■ To do:
Of the lines below, copy those that hold the word "BinaryHeap".
BEGIN Provided records
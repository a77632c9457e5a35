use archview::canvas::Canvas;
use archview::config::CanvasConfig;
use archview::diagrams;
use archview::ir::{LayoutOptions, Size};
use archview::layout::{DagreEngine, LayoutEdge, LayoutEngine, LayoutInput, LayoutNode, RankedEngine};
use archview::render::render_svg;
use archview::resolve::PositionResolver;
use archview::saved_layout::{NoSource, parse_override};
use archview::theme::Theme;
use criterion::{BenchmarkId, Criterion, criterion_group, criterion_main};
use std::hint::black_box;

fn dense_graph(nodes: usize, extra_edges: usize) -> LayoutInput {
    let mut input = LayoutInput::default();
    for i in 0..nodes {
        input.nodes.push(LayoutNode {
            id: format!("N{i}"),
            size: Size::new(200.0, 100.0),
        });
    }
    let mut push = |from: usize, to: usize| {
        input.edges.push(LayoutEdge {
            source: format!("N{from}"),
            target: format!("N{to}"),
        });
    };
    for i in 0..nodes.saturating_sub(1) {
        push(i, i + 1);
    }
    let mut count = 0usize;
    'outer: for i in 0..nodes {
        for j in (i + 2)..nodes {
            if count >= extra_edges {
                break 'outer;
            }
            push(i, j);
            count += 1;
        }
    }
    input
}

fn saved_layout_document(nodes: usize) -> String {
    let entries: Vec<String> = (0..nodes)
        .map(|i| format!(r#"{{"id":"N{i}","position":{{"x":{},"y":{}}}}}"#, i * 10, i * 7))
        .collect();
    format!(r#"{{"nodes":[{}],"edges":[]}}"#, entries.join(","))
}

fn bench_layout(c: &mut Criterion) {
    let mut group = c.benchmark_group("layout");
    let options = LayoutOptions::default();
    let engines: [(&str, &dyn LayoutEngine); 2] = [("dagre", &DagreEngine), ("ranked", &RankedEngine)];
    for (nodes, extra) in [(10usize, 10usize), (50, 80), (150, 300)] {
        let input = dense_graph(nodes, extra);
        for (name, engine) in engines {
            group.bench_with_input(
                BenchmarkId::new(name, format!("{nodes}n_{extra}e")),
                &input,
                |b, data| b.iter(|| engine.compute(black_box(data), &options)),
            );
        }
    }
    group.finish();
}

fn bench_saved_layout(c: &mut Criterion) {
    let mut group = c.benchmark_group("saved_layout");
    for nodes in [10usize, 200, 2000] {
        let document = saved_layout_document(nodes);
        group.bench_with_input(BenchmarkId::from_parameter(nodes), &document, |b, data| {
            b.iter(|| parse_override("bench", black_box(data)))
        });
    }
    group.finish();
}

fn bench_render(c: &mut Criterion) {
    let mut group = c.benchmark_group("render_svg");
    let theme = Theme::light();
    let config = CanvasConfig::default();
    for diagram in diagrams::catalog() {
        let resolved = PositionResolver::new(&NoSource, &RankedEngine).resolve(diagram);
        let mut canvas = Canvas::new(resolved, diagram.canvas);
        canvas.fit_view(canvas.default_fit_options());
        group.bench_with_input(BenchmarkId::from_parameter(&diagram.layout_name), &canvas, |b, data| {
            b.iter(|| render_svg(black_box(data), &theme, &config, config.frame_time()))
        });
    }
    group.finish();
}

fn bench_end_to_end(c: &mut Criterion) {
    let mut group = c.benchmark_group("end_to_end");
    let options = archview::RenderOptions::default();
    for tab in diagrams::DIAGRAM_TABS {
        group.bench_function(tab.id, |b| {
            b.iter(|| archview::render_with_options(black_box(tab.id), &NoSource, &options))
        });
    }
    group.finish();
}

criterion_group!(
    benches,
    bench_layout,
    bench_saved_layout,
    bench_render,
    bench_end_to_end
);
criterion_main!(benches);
END Provided records
BEGIN Provided records
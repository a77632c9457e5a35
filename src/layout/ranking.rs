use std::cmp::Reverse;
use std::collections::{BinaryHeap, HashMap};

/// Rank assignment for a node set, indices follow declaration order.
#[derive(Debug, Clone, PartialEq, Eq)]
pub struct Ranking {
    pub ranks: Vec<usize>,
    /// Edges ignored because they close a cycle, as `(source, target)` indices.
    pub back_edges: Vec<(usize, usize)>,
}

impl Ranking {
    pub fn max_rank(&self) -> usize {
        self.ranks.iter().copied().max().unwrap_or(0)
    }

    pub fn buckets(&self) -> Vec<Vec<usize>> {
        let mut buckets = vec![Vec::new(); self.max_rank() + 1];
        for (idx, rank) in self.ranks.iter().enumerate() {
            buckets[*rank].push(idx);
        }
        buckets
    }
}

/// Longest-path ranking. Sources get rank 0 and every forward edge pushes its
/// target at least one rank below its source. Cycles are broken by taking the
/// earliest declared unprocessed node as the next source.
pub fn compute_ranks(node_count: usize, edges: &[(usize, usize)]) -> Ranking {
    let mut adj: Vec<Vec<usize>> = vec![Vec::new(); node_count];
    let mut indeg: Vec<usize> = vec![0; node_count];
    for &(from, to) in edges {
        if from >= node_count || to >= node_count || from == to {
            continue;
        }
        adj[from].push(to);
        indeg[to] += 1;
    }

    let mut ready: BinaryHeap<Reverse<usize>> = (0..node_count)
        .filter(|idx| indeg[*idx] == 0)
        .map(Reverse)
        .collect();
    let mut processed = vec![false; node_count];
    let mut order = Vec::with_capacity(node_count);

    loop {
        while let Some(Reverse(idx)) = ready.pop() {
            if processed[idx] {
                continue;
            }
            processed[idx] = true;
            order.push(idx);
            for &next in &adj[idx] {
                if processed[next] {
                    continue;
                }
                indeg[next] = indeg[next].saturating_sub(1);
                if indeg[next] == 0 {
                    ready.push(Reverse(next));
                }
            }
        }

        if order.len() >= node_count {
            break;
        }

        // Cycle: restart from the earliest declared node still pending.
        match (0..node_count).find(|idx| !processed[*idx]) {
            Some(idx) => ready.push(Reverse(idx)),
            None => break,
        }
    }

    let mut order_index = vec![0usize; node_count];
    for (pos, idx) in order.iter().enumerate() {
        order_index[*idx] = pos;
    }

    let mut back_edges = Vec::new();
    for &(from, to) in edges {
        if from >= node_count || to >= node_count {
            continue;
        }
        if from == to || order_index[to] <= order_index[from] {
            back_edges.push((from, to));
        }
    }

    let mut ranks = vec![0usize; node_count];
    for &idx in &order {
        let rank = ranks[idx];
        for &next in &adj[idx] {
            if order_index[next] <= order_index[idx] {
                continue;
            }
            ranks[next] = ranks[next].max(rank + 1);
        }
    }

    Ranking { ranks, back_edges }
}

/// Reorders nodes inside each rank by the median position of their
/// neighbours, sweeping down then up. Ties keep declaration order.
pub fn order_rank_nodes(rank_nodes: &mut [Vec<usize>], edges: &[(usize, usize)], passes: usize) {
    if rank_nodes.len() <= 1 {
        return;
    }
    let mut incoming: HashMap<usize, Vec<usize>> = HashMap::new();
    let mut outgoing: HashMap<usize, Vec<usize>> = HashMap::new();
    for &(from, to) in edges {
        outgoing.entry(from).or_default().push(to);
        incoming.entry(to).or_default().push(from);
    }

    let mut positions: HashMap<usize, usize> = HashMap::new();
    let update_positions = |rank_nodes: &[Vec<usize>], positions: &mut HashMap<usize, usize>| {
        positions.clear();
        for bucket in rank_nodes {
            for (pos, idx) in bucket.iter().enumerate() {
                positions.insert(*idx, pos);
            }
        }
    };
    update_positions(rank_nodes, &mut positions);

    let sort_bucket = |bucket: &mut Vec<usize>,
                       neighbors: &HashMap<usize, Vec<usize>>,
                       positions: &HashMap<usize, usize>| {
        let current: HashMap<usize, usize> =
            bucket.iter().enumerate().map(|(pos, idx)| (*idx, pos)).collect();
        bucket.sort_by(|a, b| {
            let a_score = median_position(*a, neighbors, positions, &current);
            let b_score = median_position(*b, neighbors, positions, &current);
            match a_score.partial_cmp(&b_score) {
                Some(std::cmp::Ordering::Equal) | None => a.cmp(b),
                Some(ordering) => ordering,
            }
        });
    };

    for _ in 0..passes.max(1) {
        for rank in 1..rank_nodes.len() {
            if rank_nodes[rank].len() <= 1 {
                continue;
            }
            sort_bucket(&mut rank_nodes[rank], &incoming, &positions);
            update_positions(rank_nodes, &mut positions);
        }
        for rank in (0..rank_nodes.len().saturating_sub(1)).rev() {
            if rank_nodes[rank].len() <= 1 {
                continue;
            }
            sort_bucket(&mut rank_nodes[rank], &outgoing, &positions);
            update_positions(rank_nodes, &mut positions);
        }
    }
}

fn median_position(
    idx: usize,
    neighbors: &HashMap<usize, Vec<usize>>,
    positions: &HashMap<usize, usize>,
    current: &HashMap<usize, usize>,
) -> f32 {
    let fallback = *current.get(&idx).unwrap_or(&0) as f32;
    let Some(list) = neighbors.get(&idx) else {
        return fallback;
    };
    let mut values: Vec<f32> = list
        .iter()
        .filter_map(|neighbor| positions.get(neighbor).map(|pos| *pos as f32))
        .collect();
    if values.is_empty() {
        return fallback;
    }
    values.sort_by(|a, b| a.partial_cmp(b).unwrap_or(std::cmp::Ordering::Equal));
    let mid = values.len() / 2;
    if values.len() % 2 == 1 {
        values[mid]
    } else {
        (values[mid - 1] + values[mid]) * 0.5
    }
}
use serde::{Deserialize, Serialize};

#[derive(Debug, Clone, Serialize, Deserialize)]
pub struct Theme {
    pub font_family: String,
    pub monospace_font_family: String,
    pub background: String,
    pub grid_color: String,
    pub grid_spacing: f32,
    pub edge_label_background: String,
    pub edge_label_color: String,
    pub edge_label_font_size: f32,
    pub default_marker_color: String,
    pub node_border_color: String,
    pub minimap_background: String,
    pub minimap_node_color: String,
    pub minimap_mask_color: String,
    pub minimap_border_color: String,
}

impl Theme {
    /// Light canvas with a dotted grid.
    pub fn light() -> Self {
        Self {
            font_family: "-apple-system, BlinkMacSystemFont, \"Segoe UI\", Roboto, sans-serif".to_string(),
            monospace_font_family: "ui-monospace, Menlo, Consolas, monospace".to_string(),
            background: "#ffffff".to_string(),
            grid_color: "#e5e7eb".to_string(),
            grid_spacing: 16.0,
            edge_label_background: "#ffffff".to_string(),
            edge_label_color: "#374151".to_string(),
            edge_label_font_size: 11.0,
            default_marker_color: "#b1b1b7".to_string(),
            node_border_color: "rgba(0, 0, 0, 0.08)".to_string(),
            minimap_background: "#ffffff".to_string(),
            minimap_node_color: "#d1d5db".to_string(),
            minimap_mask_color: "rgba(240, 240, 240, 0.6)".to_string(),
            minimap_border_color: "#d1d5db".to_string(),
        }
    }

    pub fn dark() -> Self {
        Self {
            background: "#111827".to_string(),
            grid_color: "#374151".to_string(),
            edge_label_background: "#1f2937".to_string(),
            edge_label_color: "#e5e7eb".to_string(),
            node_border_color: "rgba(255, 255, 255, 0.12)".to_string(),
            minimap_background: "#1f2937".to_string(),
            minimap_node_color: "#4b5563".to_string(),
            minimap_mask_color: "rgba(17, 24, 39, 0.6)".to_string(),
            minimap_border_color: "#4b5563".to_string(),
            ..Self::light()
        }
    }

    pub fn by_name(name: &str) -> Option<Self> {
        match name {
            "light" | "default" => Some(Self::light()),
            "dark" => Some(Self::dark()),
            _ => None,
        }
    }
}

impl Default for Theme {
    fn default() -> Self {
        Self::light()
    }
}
END Provided records
BEGIN Provided records
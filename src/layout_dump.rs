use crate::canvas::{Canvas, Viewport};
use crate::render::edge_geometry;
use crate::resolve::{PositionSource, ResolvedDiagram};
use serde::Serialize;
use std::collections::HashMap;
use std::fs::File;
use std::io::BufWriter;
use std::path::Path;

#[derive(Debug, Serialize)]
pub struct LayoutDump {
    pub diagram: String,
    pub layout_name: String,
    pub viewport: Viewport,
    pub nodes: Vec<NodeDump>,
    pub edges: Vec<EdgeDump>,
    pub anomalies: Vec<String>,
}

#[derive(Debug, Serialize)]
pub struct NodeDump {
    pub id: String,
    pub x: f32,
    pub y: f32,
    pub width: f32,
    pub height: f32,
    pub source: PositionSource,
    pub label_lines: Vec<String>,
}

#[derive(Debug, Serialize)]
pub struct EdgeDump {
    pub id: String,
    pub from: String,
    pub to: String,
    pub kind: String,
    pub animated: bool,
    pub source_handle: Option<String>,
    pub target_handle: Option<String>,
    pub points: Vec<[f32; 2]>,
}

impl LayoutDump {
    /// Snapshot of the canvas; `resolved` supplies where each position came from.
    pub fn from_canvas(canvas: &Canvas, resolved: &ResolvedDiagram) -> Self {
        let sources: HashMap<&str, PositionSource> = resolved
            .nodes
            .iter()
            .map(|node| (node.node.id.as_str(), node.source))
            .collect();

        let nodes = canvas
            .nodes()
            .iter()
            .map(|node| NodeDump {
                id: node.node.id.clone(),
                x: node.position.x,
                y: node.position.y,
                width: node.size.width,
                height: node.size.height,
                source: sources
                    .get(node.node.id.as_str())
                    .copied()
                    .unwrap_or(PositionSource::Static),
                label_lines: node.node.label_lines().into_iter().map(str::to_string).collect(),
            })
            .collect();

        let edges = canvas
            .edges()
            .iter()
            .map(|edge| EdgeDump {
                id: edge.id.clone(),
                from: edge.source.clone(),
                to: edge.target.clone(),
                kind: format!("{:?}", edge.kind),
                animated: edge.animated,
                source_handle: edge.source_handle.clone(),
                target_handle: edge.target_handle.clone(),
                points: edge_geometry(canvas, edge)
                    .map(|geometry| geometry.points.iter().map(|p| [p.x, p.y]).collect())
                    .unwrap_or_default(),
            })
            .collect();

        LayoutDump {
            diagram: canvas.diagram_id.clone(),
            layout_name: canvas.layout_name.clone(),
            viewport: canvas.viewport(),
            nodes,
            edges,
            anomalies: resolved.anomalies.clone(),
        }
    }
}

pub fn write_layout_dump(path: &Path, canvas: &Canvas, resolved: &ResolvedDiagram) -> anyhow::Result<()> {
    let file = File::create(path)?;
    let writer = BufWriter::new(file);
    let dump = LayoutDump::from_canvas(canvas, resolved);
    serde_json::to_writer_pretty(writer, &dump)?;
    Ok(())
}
END Provided records
■ Problem solution:
use std::collections::{BinaryHeap, HashMap};
    let mut ready: BinaryHeap<Reverse<usize>> = (0..node_count)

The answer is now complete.